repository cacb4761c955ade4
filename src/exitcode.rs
//! Standard exit codes (BSD sysexits.h compatible)

/// Successful termination
pub const OK: i32 = 0;

/// Command line usage error
pub const USAGE: i32 = 64;

/// Data format error
pub const DATAERR: i32 = 65;

/// Cannot open input
pub const NOINPUT: i32 = 66;

/// Input/output error
pub const IOERR: i32 = 74;

/// Configuration error
pub const CONFIG: i32 = 78;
______________________________
- WHAT THE TASK REQUIRES: What you return must match the listing exactly, with nothing missing.

- RESPONSE AREA:
repository cacb4761c955ade4
filename src/exitcode.rs
//! Standard exit codes (BSD sysexits.h compatible)

/// Successful termination
pub const OK: i32 = 0;

/// Command line usage error
pub const USAGE: i32 = 64;

/// Data format error
pub const DATAERR: i32 = 65;

/// Cannot open input
pub const NOINPUT: i32 = 66;

/// Input/output error
pub const IOERR: i32 = 74;

/// Configuration error
pub const CONFIG: i32 = 78;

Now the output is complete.